## [TO DO]
When the line with "# queens CLI" appears below, start repeating lines exactly, and keep going through the line with "render the page"; add nothing outside that span.

## [DATA]
.....
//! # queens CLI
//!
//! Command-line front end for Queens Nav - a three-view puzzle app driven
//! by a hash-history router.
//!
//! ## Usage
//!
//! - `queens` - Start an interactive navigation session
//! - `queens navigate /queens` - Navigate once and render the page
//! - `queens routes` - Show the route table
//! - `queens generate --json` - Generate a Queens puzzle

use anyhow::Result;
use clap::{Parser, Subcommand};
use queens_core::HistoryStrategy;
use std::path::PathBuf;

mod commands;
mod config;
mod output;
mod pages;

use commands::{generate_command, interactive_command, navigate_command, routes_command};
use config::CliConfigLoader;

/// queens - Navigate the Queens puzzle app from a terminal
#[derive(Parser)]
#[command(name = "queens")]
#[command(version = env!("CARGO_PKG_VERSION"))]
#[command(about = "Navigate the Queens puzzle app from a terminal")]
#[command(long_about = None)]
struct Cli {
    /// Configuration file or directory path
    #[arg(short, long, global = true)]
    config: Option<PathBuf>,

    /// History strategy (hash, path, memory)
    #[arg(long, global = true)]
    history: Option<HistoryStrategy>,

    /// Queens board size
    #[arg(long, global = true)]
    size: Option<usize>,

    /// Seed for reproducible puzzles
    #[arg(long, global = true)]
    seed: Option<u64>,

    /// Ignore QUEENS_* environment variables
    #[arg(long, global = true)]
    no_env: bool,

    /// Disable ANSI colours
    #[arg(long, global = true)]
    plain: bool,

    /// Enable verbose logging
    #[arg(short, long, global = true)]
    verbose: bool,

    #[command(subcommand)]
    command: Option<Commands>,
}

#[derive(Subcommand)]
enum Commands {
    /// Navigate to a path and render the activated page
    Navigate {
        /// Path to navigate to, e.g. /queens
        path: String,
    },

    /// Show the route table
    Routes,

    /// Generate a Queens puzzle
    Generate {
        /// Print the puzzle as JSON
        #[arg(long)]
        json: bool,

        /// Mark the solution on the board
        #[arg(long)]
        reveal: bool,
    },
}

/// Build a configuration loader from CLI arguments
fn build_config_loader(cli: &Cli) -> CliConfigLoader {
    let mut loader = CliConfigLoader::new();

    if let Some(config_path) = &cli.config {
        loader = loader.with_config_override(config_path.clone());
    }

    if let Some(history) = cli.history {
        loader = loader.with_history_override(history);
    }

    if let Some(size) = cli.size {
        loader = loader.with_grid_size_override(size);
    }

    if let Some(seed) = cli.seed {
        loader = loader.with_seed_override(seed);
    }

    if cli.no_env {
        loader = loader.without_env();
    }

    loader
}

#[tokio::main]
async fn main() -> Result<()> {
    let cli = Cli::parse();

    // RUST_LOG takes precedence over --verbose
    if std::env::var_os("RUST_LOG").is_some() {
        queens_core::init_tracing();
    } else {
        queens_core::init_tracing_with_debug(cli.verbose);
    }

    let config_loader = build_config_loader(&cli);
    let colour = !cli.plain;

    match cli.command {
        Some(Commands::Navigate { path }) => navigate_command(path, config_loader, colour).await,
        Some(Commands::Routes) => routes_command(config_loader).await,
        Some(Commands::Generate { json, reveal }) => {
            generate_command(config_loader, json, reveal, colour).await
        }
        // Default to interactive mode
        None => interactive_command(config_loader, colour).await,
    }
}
.....
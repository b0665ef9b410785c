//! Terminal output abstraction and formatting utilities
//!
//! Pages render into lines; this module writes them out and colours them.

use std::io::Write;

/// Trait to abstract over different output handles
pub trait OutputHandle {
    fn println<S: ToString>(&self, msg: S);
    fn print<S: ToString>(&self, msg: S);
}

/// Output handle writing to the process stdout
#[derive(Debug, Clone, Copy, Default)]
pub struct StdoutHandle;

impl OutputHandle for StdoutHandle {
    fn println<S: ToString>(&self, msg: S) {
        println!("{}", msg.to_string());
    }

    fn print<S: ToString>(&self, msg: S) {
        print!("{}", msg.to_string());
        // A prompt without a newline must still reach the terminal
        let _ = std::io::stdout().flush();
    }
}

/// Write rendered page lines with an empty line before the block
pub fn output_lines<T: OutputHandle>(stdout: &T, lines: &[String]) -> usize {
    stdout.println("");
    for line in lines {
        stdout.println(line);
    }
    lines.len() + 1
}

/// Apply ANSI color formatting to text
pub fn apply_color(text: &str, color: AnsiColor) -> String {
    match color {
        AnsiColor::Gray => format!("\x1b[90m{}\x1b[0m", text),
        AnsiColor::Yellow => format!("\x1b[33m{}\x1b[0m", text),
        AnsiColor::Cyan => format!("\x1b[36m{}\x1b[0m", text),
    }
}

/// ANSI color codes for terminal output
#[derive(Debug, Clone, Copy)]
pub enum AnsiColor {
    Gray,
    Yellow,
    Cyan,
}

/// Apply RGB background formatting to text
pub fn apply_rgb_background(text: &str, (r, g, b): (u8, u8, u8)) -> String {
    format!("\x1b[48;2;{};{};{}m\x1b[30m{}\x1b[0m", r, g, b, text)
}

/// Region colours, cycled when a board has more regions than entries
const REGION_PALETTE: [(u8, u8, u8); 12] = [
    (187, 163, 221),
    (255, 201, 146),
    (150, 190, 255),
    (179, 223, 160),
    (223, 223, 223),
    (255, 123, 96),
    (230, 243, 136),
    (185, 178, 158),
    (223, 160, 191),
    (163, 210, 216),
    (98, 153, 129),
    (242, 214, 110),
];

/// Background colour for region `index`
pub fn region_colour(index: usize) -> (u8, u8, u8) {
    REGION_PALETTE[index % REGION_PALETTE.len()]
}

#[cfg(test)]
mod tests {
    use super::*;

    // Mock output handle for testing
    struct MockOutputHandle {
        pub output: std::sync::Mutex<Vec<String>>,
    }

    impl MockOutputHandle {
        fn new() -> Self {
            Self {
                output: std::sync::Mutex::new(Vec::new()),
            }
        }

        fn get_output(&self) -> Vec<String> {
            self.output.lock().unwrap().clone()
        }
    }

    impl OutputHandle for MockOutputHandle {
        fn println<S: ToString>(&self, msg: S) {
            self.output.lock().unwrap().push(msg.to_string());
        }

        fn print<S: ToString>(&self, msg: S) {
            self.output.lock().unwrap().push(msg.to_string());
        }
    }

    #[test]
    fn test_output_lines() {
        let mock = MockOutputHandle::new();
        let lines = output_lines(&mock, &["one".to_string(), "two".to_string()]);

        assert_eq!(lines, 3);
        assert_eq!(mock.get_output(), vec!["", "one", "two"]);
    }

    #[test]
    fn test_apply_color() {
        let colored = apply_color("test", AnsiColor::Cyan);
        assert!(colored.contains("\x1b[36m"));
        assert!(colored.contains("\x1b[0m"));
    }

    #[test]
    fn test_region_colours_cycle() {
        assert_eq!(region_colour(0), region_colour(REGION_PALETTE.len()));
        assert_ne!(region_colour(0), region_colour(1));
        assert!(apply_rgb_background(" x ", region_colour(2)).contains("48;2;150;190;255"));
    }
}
.....
## [WRITTEN ANSWER]
//! # queens CLI
//!
//! Command-line front end for Queens Nav - a three-view puzzle app driven
//! by a hash-history router.
//!
//! ## Usage
//!
//! - `queens` - Start an interactive navigation session
//! - `queens navigate /queens` - Navigate once and render the page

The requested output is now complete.